On the Performance of Variable Selection and Classification via Rank-Based Classifier
In high-dimensional gene expression data analysis, the accuracy and reliability of cancer classification and selection of important genes play a very crucial role. To identify these important genes and predict future outcomes (tumor vs. non-tumor), various methods have been proposed in the literature. But only few of them take into account correlation patterns and grouping effects among the genes. In this article, we propose a rank-based modification of the popular penalized logistic regression procedure based on a combination of l1 and l2 penalties capable of handling possible correlation among genes in different groups.

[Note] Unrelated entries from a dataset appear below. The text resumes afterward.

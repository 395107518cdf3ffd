//! Item and vault snapshots
//!
//! The scheduling and dashboard services never read storage themselves; they
//! are handed a snapshot of the user's vaults and items. This module loads
//! such a snapshot from a JSON or YAML file (picked by extension) and writes
//! the JSON form atomically.

use std::fs::{self, File};
use std::io::{BufReader, BufWriter, Write};
use std::path::Path;

use serde::{Deserialize, Serialize};
use tracing::{debug, info};

use crate::error::{RenewalError, RenewalResult};
use crate::models::{Item, Vault};
use crate::services::VaultService;

/// File format of a snapshot
#[derive(Debug, Clone, Copy, PartialEq, Eq)]
pub enum SnapshotFormat {
    Json,
    Yaml,
}

impl SnapshotFormat {
    /// `.yaml`/`.yml` are YAML, everything else is JSON
    pub fn from_path(path: &Path) -> Self {
        match path
            .extension()
            .and_then(|ext| ext.to_str())
            .map(str::to_ascii_lowercase)
            .as_deref()
        {
            Some("yaml") | Some("yml") => Self::Yaml,
            _ => Self::Json,
        }
    }
}

/// Read-only view of the user's data
#[derive(Debug, Clone, Default, PartialEq, Serialize, Deserialize)]
pub struct Snapshot {
    #[serde(default)]
    pub vaults: Vec<Vault>,
    #[serde(default)]
    pub items: Vec<Item>,
}

impl Snapshot {
    /// A first-run snapshot holding only the personal vault
    pub fn bootstrap() -> Self {
        let mut snapshot = Self::default();
        snapshot.ensure_personal_vault();
        snapshot
    }

    /// Load a snapshot, failing if the file is missing or malformed
    pub fn load<P: AsRef<Path>>(path: P) -> RenewalResult<Self> {
        let path = path.as_ref();

        if !path.exists() {
            return Err(RenewalError::Snapshot(format!(
                "File not found: {}",
                path.display()
            )));
        }

        let file = File::open(path).map_err(|e| {
            RenewalError::Snapshot(format!("Failed to open {}: {}", path.display(), e))
        })?;
        let reader = BufReader::new(file);

        let snapshot: Self = match SnapshotFormat::from_path(path) {
            SnapshotFormat::Json => serde_json::from_reader(reader).map_err(|e| {
                RenewalError::Snapshot(format!("Failed to parse {}: {}", path.display(), e))
            })?,
            SnapshotFormat::Yaml => serde_yaml::from_reader(reader).map_err(|e| {
                RenewalError::Snapshot(format!("Failed to parse {}: {}", path.display(), e))
            })?,
        };

        snapshot.validate()?;

        info!(
            path = %path.display(),
            vaults = snapshot.vaults.len(),
            items = snapshot.items.len(),
            "loaded snapshot"
        );
        Ok(snapshot)
    }

    /// Write the snapshot as pretty JSON (write to temp, then rename)
    pub fn save_json<P: AsRef<Path>>(&self, path: P) -> RenewalResult<()> {
        let path = path.as_ref();

        if let Some(parent) = path.parent() {
            fs::create_dir_all(parent).map_err(|e| {
                RenewalError::Io(format!(
                    "Failed to create directory {}: {}",
                    parent.display(),
                    e
                ))
            })?;
        }

        let temp_path = path.with_extension("json.tmp");
        let file = File::create(&temp_path)
            .map_err(|e| RenewalError::Io(format!("Failed to create temp file: {}", e)))?;

        let mut writer = BufWriter::new(file);
        serde_json::to_writer_pretty(&mut writer, self)?;
        writer
            .flush()
            .map_err(|e| RenewalError::Io(format!("Failed to flush snapshot: {}", e)))?;

        fs::rename(&temp_path, path).map_err(|e| {
            let _ = fs::remove_file(&temp_path);
            RenewalError::Io(format!("Failed to rename temp file: {}", e))
        })?;

        debug!(path = %path.display(), "wrote snapshot");
        Ok(())
    }

    /// Insert the personal vault if the snapshot has no vaults at all
    ///
    /// Returns `true` if a vault was added.
    pub fn ensure_personal_vault(&mut self) -> bool {
        match VaultService::new(&self.vaults).bootstrap() {
            Some(vault) => {
                self.vaults.push(vault);
                true
            }
            None => false,
        }
    }

    /// Check every vault and item, reporting the first invalid one
    pub fn validate(&self) -> RenewalResult<()> {
        for vault in &self.vaults {
            vault
                .validate()
                .map_err(|e| RenewalError::Validation(format!("vault '{}': {}", vault.name, e)))?;
        }
        for item in &self.items {
            item.validate()
                .map_err(|e| RenewalError::Validation(format!("item '{}': {}", item.title, e)))?;
        }
        Ok(())
    }
}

While the l1 penalty maintains sparsity, the l2 penalty induces smoothness based on the information from the Laplacian matrix, which represents the correlation pattern among genes. We combined logistic regression with the BH-FDR (Benjamini and Hochberg false discovery rate) screening procedure and a newly developed rank-based selection method to come up with an optimal model retaining the important genes. Through simulation studies and real-world application to high-dimensional colon cancer gene expression data, we demonstrated that the proposed rank-based method outperforms such currently popular methods as lasso, adaptive lasso and elastic net when applied both to gene selection and classification.
Sarker, Md Showaib Rahman, "On the Performance of Variable Selection and Classification via Rank-Based Classifier" (2019). ETD Collection for University of Texas, El Paso. AAI22617546.